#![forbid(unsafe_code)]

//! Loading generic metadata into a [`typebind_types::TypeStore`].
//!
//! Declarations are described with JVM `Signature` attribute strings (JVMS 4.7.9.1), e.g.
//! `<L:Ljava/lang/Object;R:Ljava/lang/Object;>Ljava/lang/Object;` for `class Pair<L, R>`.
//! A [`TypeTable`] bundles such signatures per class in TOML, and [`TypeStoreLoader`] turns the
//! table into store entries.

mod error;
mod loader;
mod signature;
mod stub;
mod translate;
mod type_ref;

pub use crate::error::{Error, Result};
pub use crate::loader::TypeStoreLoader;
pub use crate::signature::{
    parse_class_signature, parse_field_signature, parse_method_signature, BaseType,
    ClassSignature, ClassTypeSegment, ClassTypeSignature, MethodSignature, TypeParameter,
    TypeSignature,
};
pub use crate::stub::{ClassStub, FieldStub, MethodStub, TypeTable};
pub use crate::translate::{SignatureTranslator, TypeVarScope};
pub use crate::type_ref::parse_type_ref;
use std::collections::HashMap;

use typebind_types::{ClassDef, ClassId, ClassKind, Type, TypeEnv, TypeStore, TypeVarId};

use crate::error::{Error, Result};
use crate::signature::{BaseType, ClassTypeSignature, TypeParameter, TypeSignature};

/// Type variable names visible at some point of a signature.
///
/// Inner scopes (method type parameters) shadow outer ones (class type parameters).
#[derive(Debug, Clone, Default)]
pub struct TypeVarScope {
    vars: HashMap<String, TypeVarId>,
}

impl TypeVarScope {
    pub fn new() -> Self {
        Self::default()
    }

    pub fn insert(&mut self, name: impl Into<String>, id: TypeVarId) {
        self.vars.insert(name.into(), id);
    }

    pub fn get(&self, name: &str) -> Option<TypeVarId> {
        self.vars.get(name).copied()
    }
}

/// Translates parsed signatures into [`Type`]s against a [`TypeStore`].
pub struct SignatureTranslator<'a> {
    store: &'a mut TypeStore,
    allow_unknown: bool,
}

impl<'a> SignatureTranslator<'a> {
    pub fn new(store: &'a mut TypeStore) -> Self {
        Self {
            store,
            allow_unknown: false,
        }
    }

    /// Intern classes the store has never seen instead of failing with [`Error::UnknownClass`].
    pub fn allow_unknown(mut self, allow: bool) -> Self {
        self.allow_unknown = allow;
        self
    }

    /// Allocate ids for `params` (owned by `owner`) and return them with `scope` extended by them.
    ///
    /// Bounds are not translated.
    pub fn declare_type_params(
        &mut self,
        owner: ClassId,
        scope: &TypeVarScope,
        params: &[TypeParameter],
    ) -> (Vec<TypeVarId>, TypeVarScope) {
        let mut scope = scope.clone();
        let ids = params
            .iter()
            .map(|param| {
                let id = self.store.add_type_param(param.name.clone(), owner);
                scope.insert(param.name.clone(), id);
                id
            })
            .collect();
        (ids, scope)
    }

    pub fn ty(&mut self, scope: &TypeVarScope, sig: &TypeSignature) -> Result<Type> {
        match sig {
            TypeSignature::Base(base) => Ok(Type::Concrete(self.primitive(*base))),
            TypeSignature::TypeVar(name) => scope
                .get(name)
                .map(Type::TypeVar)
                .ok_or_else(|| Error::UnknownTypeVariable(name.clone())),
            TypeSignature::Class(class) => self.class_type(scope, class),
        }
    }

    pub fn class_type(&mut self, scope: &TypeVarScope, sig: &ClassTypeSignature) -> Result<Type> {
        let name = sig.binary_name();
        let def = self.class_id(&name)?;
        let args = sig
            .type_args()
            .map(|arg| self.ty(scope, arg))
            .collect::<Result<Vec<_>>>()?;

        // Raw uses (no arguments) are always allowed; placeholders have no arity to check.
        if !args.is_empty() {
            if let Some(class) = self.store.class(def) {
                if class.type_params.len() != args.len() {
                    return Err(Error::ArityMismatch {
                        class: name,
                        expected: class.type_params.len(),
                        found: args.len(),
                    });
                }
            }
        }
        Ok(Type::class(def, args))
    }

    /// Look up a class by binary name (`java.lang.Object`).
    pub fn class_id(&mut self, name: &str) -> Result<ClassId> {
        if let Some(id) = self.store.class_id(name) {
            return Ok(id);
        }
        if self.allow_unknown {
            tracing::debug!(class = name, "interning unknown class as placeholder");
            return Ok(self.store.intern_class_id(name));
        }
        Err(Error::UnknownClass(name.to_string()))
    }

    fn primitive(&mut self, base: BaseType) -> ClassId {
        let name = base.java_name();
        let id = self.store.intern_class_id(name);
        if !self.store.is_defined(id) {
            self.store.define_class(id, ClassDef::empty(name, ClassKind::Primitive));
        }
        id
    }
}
--
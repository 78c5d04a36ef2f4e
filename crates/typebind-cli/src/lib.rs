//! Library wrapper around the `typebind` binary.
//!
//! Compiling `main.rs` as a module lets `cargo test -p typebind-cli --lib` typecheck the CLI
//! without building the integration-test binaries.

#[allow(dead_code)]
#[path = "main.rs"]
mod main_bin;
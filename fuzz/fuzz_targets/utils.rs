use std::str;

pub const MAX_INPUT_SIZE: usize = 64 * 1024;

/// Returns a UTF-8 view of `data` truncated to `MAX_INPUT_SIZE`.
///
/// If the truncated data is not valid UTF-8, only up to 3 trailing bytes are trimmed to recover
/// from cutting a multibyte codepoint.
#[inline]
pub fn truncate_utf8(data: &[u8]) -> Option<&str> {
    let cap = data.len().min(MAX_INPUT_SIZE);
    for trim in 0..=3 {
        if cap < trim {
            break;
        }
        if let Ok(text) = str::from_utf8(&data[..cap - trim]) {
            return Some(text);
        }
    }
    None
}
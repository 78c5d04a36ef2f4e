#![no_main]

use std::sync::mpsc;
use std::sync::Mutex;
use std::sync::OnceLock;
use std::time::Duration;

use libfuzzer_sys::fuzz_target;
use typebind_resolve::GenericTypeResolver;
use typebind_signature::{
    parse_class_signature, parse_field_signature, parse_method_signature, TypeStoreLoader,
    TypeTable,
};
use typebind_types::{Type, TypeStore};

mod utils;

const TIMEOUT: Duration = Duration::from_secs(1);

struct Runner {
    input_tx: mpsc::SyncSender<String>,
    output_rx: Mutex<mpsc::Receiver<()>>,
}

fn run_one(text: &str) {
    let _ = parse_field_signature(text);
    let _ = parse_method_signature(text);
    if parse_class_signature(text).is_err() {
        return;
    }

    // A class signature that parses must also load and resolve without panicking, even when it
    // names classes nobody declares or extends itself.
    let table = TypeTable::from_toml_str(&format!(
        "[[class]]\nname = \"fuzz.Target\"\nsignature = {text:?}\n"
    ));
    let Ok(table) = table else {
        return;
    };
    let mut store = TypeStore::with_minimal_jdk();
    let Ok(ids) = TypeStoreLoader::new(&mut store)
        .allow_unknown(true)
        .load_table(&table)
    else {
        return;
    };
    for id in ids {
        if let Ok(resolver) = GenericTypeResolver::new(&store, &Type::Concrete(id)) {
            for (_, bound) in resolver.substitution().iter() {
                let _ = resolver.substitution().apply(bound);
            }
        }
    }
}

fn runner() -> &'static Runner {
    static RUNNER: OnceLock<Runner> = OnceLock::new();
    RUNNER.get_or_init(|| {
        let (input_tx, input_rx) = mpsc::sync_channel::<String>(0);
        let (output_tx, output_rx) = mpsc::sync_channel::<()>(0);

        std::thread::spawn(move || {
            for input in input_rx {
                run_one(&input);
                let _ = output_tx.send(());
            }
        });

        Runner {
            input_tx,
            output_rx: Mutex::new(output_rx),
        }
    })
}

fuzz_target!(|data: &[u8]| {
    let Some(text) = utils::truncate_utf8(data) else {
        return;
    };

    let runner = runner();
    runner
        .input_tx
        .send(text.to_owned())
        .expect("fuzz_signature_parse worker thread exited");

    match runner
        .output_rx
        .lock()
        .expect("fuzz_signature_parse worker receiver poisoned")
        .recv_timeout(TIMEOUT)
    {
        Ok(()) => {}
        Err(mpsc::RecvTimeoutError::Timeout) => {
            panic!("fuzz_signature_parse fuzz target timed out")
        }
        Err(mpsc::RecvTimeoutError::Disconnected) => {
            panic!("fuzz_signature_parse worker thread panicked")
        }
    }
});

> **PROBLEM DESCRIPTION**: Your answer should consist of every line from the entries that holds "BaseType".

> **TASK ANSWER**:
    parse_class_signature, parse_field_signature, parse_method_signature, BaseType,
use crate::signature::{BaseType, ClassTypeSignature, TypeParameter, TypeSignature};
    fn primitive(&mut self, base: BaseType) -> ClassId {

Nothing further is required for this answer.